DALLAS, TX.- For sale in
Heritage Auctions' June 14 Sunday Sports Collectibles Weekly Online Auction: one Nike Air Jordan I from Michael Jordan's personal collection, as well as a black Wilson baseball glove bearing its owner's moniker ("MICHAEL JORDAN, hard to miss) stitched across the thumb.
These days, in the wake of the Last Dance documentary that captivated a nation currently in short supply of sports and heroes and iconic moments, those signifiers should be enough to spark interest among collectors and casual onlookers. When rookie cards, sneakers and ticket stubs set record prices at auctions, week after week after week of late, Items once owned or worn or touched by The Greatest of All Time immediately demand widespread attention from collectors and fans as they're set upon the auction block.
Especially when this appears to be the very first Jordan baseball glove ever available for sale.
But there is a backstory to these items this deeply treasured sneaker, this extraordinarily rare mitt that elevates them from valuable keepsake to significant treasure. And it begins in 1994, when Jordan's wife at the time, Juanita, could not decide what to buy the man who had everything for his 32nd birthday.
For advice, she turned to a high-end jeweler of her acquaintance, who suggested reproducing some of his most iconic belongings in "precious metal, as the Israeli newspaper Haaretz recently recounted. The jeweler knew a man in Tel Aviv capable of doing such a thing, by taking items and making detailed molds from the originals.

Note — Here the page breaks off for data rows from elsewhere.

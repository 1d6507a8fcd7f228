//! One-shot commands that read the ledger or the entity store.
//!
//! Scans and the background service are driven from `main` directly; the
//! functions here return plain values that `main` renders as JSON.
use std::slice;
use std::str::FromStr;

use memo_indexer_pipeline::aggregator::{self, AggregateReport};
use memo_indexer_pipeline::processor::ActionsProcessor;
use memo_indexer_repository::SEARCH_PAGE_SIZE;
use memo_indexer_shared::types::{
    ActionKind, ActionPayload, Changeset, Identity, StoredAction, TxHash, UserStats,
};
use serde_json::{Value, json};
use tracing::info;

use crate::config::Dependencies;
use crate::errors::IndexingError;

/// Everything known about one identity.
#[derive(Debug, Clone)]
pub struct UserInfo {
    pub identity: Identity,
    /// Head of the name history.
    pub name: Option<String>,
    /// Name changes, most recent first.
    pub names: Vec<StoredAction>,
    pub followers: Vec<Identity>,
    pub stats: Option<UserStats>,
}

/// One page of search results.
#[derive(Debug, Clone)]
pub struct SearchPage {
    pub offset: i64,
    pub actions: Vec<StoredAction>,
    /// Stored actions of the searched kind, matching or not.
    pub kind_total: i64,
}

/// Decodes a hex-encoded output script.
pub fn decode_script_hex(script_hex: &str) -> Result<ActionPayload, IndexingError> {
    let script = hex::decode(script_hex.trim())
        .map_err(|e| IndexingError::InvalidArgument(format!("script is not hex: {e}")))?;
    Ok(ActionsProcessor::with_memo_handlers().decode_script(&script)?)
}

/// Fetches one transaction from the ledger, decodes it and stores the action.
pub async fn parse_transaction(
    dependencies: &Dependencies,
    txid: &str,
) -> Result<StoredAction, IndexingError> {
    let tx_hash = TxHash::from_str(txid.trim())
        .map_err(|e| IndexingError::InvalidArgument(format!("invalid txid {txid}: {e}")))?;
    let located = dependencies
        .ledger()?
        .transaction(&tx_hash)
        .await?
        .ok_or_else(|| IndexingError::NotFound(format!("transaction {tx_hash}")))?;

    let action = ActionsProcessor::with_memo_handlers()
        .decode_transaction(&located.transaction, located.block.as_ref())?;
    dependencies
        .loader()
        .persist_changeset(&Changeset {
            block: located.block.as_ref(),
            actions: slice::from_ref(&action),
        })
        .await?;

    let stored = dependencies
        .actions
        .get_by_tx_hash(&tx_hash)
        .await?
        .ok_or_else(|| IndexingError::NotFound(format!("stored action {tx_hash}")))?;
    info!(
        tx_hash = %tx_hash,
        kind = %stored.action.kind(),
        id = stored.id,
        "Parsed transaction"
    );
    Ok(stored)
}

pub async fn user_info(
    dependencies: &Dependencies,
    address: &str,
) -> Result<UserInfo, IndexingError> {
    let identity = Identity::from_str(address.trim())
        .map_err(|e| IndexingError::InvalidArgument(format!("{address}: {e}")))?;
    let names = dependencies
        .actions
        .get_history_for_identity(&identity, ActionKind::SetName)
        .await?;
    let name = names.first().and_then(|head| match &head.action.payload {
        ActionPayload::SetName { name } => Some(name.clone()),
        _ => None,
    });

    Ok(UserInfo {
        identity,
        name,
        names,
        followers: dependencies.actions.get_followers(&identity).await?,
        stats: dependencies.views.user_stats(&identity).await?,
    })
}

pub async fn search(
    dependencies: &Dependencies,
    kind: ActionKind,
    pattern: &str,
    offset: i64,
) -> Result<SearchPage, IndexingError> {
    if offset < 0 {
        return Err(IndexingError::InvalidArgument(format!(
            "offset must not be negative, got {offset}"
        )));
    }
    let actions = dependencies
        .actions
        .search(kind, pattern, offset, SEARCH_PAGE_SIZE)
        .await?;
    Ok(SearchPage {
        offset,
        actions,
        kind_total: dependencies.actions.count(Some(kind)).await?,
    })
}

/// Runs one aggregator job by name, or every job for `all`.
pub async fn aggregate(
    dependencies: &Dependencies,
    job: &str,
) -> Result<Vec<(&'static str, AggregateReport)>, IndexingError> {
    let runner = dependencies.aggregator_runner();
    if job == "all" {
        return Ok(runner.run_all(&aggregator::all_jobs()).await?);
    }
    let job = aggregator::job_by_name(job)?;
    let report = runner.run(job.as_ref()).await?;
    Ok(vec![(job.name(), report)])
}

pub fn action_json(stored: &StoredAction) -> Value {
    let action = &stored.action;
    json!({
        "id": stored.id,
        "tx_hash": action.tx_hash.to_string(),
        "parent_hash": action.parent_hash.map(|hash| hash.to_string()),
        "identity": action.identity.to_string(),
        "kind": action.kind().as_str(),
        "payload": action.payload,
        "block_height": action.block.map(|block| block.height),
        "block_time": action.block.map(|block| block.timestamp.to_rfc3339()),
    })
}

pub fn user_info_json(info: &UserInfo) -> Value {
    json!({
        "identity": info.identity.to_string(),
        "name": info.name,
        "names": info.names.iter().map(action_json).collect::<Vec<_>>(),
        "followers": info.followers.iter().map(ToString::to_string).collect::<Vec<_>>(),
        "stats": info.stats.as_ref().map(|stats| json!({
            "posts": stats.posts,
            "replies": stats.replies,
            "likes": stats.likes,
            "following": stats.following,
        })),
    })
}

pub fn search_page_json(page: &SearchPage) -> Value {
    json!({
        "offset": page.offset,
        "page_size": SEARCH_PAGE_SIZE,
        "kind_total": page.kind_total,
        "actions": page.actions.iter().map(action_json).collect::<Vec<_>>(),
    })
}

"One day we received an order by fax to make a shoe and baseball glove in silver, Dan Lavi told the Israeli paper a few weeks ago. "They didn't say who it was for. My father asked them to send a sample, saying he would see what could be done. If it were possible, we'd quote a price, he told the sender.
Days later, a prized 1985 Air Jordan I from the right foot, size 13.5 and the Wilson mitt were dispatched to Israel. To create the molds and make sure the original items kept their shapes, the glove was filled with permanent epoxy, while material like modeling clay, which could be removed, was inserted into the shoe.

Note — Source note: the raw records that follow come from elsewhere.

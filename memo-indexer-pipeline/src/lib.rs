//! # Memo Indexer Pipeline
//! This crate defines the core traits and modules for turning ledger
//! transactions into stored memo actions.
//! It includes modules for consuming the ledger, decoding payloads, loading
//! changesets, orchestrating scans and running the derived aggregators, along
//! with error handling.
pub mod aggregator;
pub mod consumer;
pub mod loader;
pub mod orchestrator;
pub mod processor;

pub mod errors;
//! This module defines the traits and handlers that turn ledger transactions
//! into memo actions.
//! `HandleAction` decodes the fields of one action kind and `ProcessActions`
//! processes a batch of transactions.
mod actions_processor;
mod handlers;
mod identity;
mod script;

pub use actions_processor::{ActionsProcessor, ProcessedBatch};
pub use handlers::{
    FollowHandler, LikeHandler, PollQuestionHandler, PollResponseHandler, PostHandler,
    ReplyHandler, SetNameHandler, TagMessageHandler, UnfollowHandler,
};
pub use identity::{IdentityResolver, P2pkhIdentityResolver};
pub use script::{MemoScript, parse_memo_script};

use memo_indexer_shared::types::{ActionPayload, Block, LedgerTransaction};

use crate::errors::DecodeError;

/// Decodes the data pushes that follow the protocol marker into the payload
/// of one action kind.
pub trait HandleAction: Send + Sync {
    fn handle(&self, fields: &[&[u8]]) -> Result<ActionPayload, DecodeError>;
}

pub trait ProcessActions {
    /// Decodes every transaction of a block, or of the unconfirmed pool when
    /// `block` is `None`.
    fn process(&self, transactions: &[LedgerTransaction], block: Option<&Block>) -> ProcessedBatch;
}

What emerged on the other side were silver replicas so perfect in their detail, from the leather grain to the shoelace patterns, they look almost wearable were they not so heavy (the shoe alone weighs 10 pounds) or sheathed in thousands of dollars' worth of silver. Only 10 of each were made, as Juanita Jordan requested. After that, the molds were destroyed. Only these items, the original sneaker and mitt, remain.
Michael Jordan kept one silver shoe and one silver glove, so the story goes, and disbursed the other pieces to his agent, one of his restaurants, a golf club, the Museum of Science and Industry in Chicago and elsewhere. In time they would scatter to the wind. They cost around $2,000 each to make and when they do show up for auction, which is rare, they command significantly higher prices.
In February 2019, Heritage Auctions sold one of the silver gloves for $7,200. Six months later, Heritage sold one of the silver sneakers for $20,400.
And that was long before Jordan took a victory lap and a Last Dance.
Only after ESPN began airing the documentary did Lavi go looking at his mother's request for the shoe and glove that served as models for those silver molds. His discovery made the Israel newspapers. Now, they come to a Dallas auction house. And in days, they will belong to someone else 26 years after they were taken from Michael Jordan's closet and replicated down to the last stitch in silver.
"It was a great thrill to hear from the family in Israel that created the incredible silver sculptures and to learn that the original items that were used to create the molds still existed, said Heritage Auctions' Chris Ivy, Sports Auctions Director. "Like most of the world, the owner has been captivated by The Last Dance and decided now was the time to part with these treasures his father gifted to him a quarter century ago."
The Air Jordan sneaker and Wilson glove used to make silver replicas each now, no doubt, worth their weight in gold.